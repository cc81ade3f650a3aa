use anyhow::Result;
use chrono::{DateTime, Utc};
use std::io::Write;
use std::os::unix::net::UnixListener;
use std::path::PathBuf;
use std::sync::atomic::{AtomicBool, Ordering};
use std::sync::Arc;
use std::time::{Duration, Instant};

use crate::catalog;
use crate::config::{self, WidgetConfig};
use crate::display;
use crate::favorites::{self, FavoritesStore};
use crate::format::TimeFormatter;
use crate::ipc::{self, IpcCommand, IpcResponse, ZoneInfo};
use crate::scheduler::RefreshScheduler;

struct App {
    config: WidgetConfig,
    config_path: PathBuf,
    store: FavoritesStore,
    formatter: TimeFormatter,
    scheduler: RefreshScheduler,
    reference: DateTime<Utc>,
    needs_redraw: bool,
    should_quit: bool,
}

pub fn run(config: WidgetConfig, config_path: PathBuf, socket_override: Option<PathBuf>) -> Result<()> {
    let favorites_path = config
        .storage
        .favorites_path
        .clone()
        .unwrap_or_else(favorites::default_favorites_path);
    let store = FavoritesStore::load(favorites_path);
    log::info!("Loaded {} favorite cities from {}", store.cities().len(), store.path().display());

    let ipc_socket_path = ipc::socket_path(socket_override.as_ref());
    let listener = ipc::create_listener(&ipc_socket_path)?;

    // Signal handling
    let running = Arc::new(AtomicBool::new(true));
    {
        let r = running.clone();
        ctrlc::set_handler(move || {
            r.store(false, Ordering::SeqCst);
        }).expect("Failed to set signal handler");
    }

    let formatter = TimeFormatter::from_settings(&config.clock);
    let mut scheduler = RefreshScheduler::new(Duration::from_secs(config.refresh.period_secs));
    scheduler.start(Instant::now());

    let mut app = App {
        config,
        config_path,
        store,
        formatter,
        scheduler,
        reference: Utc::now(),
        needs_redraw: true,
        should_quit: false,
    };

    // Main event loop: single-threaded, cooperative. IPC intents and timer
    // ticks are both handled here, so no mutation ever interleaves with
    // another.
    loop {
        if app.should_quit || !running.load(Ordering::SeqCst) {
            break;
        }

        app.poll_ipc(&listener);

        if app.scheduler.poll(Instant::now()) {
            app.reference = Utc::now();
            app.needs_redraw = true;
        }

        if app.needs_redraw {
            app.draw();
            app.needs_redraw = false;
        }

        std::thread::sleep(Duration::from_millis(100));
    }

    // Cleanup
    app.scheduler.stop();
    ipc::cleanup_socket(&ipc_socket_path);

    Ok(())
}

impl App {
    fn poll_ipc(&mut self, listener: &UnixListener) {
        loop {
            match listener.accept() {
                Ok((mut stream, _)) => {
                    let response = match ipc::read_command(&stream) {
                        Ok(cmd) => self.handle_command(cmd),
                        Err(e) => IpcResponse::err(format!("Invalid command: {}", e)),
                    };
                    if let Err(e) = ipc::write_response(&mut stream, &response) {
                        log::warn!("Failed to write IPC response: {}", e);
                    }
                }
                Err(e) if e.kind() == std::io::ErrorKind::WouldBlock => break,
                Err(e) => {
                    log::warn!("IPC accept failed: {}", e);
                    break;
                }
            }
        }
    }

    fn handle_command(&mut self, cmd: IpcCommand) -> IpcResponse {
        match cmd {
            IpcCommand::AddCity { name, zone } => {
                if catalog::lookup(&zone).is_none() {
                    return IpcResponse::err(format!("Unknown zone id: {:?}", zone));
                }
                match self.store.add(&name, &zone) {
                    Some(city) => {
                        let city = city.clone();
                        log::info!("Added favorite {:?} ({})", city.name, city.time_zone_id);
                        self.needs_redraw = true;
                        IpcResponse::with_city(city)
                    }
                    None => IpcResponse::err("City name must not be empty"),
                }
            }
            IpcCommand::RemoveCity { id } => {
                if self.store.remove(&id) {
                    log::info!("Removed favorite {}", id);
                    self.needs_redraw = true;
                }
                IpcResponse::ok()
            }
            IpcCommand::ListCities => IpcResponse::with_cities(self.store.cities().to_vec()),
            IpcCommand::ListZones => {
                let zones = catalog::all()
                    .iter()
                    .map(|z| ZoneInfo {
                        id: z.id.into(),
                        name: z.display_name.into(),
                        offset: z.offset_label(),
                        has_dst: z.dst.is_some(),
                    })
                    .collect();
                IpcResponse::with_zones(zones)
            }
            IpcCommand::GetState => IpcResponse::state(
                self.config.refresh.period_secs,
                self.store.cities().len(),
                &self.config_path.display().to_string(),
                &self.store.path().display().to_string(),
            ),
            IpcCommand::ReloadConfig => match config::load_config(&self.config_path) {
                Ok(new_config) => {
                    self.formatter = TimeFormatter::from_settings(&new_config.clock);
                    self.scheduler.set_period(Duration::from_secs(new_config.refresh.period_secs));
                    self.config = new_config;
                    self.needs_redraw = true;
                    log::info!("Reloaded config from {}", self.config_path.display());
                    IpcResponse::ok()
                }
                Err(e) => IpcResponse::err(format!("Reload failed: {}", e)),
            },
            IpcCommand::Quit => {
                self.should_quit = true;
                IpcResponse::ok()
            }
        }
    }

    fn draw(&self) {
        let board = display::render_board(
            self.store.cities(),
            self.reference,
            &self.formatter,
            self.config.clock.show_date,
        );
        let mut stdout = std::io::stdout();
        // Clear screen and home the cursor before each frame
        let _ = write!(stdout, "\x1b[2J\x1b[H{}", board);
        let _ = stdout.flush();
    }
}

- Problem details -
Please give the listing above once more, word for word.

- The completed task -
repository cc81ade3f650a3aa
use anyhow::Result;
use chrono::{DateTime, Utc};
use std::io::Write;
use std::os::unix::net::UnixListener;
use std::path::PathBuf;
use std::sync::atomic::{AtomicBool, Ordering};
use std::sync::Arc;
use std::time::{Duration, Instant};

use crate::catalog;
use crate::config::{self, WidgetConfig};
use crate::display;
use crate::favorites::{self, FavoritesStore};
use crate::format::TimeFormatter;
use crate::ipc::{self, IpcCommand, IpcResponse, ZoneInfo};
use crate::scheduler::RefreshScheduler;

struct App {
    config: WidgetConfig,
    config_path: PathBuf,
    store: FavoritesStore,
    formatter: TimeFormatter,
    scheduler: RefreshScheduler,
    reference: DateTime<Utc>,
    needs_redraw: bool,
    should_quit: bool,
}

pub fn run(config: WidgetConfig, config_path: PathBuf, socket_override: Option<PathBuf>) -> Result<()> {
    let favorites_path = config
        .storage
        .favorites_path
        .clone()
        .unwrap_or_else(favorites::default_favorites_path);
    let store = FavoritesStore::load(favorites_path);
    log::info!("Loaded {} favorite cities from {}", store.cities().len(), store.path().display());

    let ipc_socket_path = ipc::socket_path(socket_override.as_ref());
    let listener = ipc::create_listener(&ipc_socket_path)?;

    // Signal handling
    let running = Arc::new(AtomicBool::new(true));
    {
        let r = running.clone();
        ctrlc::set_handler(move || {
            r.store(false, Ordering::SeqCst);
        }).expect("Failed to set signal handler");
    }

    let formatter = TimeFormatter::from_settings(&config.clock);
    let mut scheduler = RefreshScheduler::new(Duration::from_secs(config.refresh.period_secs));
    scheduler.start(Instant::now());

    let mut app = App {
        config,
        config_path,
        store,
        formatter,
        scheduler,
        reference: Utc::now(),
        needs_redraw: true,
        should_quit: false,
    };

    // Main event loop: single-threaded, cooperative. IPC intents and timer
    // ticks are both handled here, so no mutation ever interleaves with
    // another.
    loop {
        if app.should_quit || !running.load(Ordering::SeqCst) {
            break;
        }

        app.poll_ipc(&listener);

        if app.scheduler.poll(Instant::now()) {
            app.reference = Utc::now();
            app.needs_redraw = true;
        }

        if app.needs_redraw {
            app.draw();
            app.needs_redraw = false;
        }

        std::thread::sleep(Duration::from_millis(100));
    }

    // Cleanup
    app.scheduler.stop();
    ipc::cleanup_socket(&ipc_socket_path);

    Ok(())
}

impl App {
    fn poll_ipc(&mut self, listener: &UnixListener) {
        loop {
            match listener.accept() {
                Ok((mut stream, _)) => {
                    let response = match ipc::read_command(&stream) {
                        Ok(cmd) => self.handle_command(cmd),
                        Err(e) => IpcResponse::err(format!("Invalid command: {}", e)),
                    };
                    if let Err(e) = ipc::write_response(&mut stream, &response) {
                        log::warn!("Failed to write IPC response: {}", e);
                    }
                }
                Err(e) if e.kind() == std::io::ErrorKind::WouldBlock => break,
                Err(e) => {
                    log::warn!("IPC accept failed: {}", e);
                    break;
                }
            }
        }
    }

    fn handle_command(&mut self, cmd: IpcCommand) -> IpcResponse {
        match cmd {
            IpcCommand::AddCity { name, zone } => {
                if catalog::lookup(&zone).is_none() {
                    return IpcResponse::err(format!("Unknown zone id: {:?}", zone));
                }
                match self.store.add(&name, &zone) {
                    Some(city) => {
                        let city = city.clone();
                        log::info!("Added favorite {:?} ({})", city.name, city.time_zone_id);
                        self.needs_redraw = true;
                        IpcResponse::with_city(city)
                    }
                    None => IpcResponse::err("City name must not be empty"),
                }
            }
            IpcCommand::RemoveCity { id } => {
                if self.store.remove(&id) {
                    log::info!("Removed favorite {}", id);
                    self.needs_redraw = true;
                }
                IpcResponse::ok()
            }
            IpcCommand::ListCities => IpcResponse::with_cities(self.store.cities().to_vec()),
            IpcCommand::ListZones => {
                let zones = catalog::all()
                    .iter()
                    .map(|z| ZoneInfo {
                        id: z.id.into(),
                        name: z.display_name.into(),
                        offset: z.offset_label(),
                        has_dst: z.dst.is_some(),
                    })
                    .collect();
                IpcResponse::with_zones(zones)
            }
            IpcCommand::GetState => IpcResponse::state(
                self.config.refresh.period_secs,
                self.store.cities().len(),
                &self.config_path.display().to_string(),
                &self.store.path().display().to_string(),
            ),
            IpcCommand::ReloadConfig => match config::load_config(&self.config_path) {
                Ok(new_config) => {
                    self.formatter = TimeFormatter::from_settings(&new_config.clock);
                    self.scheduler.set_period(Duration::from_secs(new_config.refresh.period_secs));
                    self.config = new_config;
                    self.needs_redraw = true;
                    log::info!("Reloaded config from {}", self.config_path.display());
                    IpcResponse::ok()
                }
                Err(e) => IpcResponse::err(format!("Reload failed: {}", e)),
            },
            IpcCommand::Quit => {
                self.should_quit = true;
                IpcResponse::ok()
            }
        }
    }

    fn draw(&self) {
        let board = display::render_board(
            self.store.cities(),
            self.reference,
            &self.formatter,
            self.config.clock.show_date,
        );
        let mut stdout = std::io::stdout();
        // Clear screen and home the cursor before each frame
        let _ = write!(stdout, "\x1b[2J\x1b[H{}", board);
        let _ = stdout.flush();
    }
}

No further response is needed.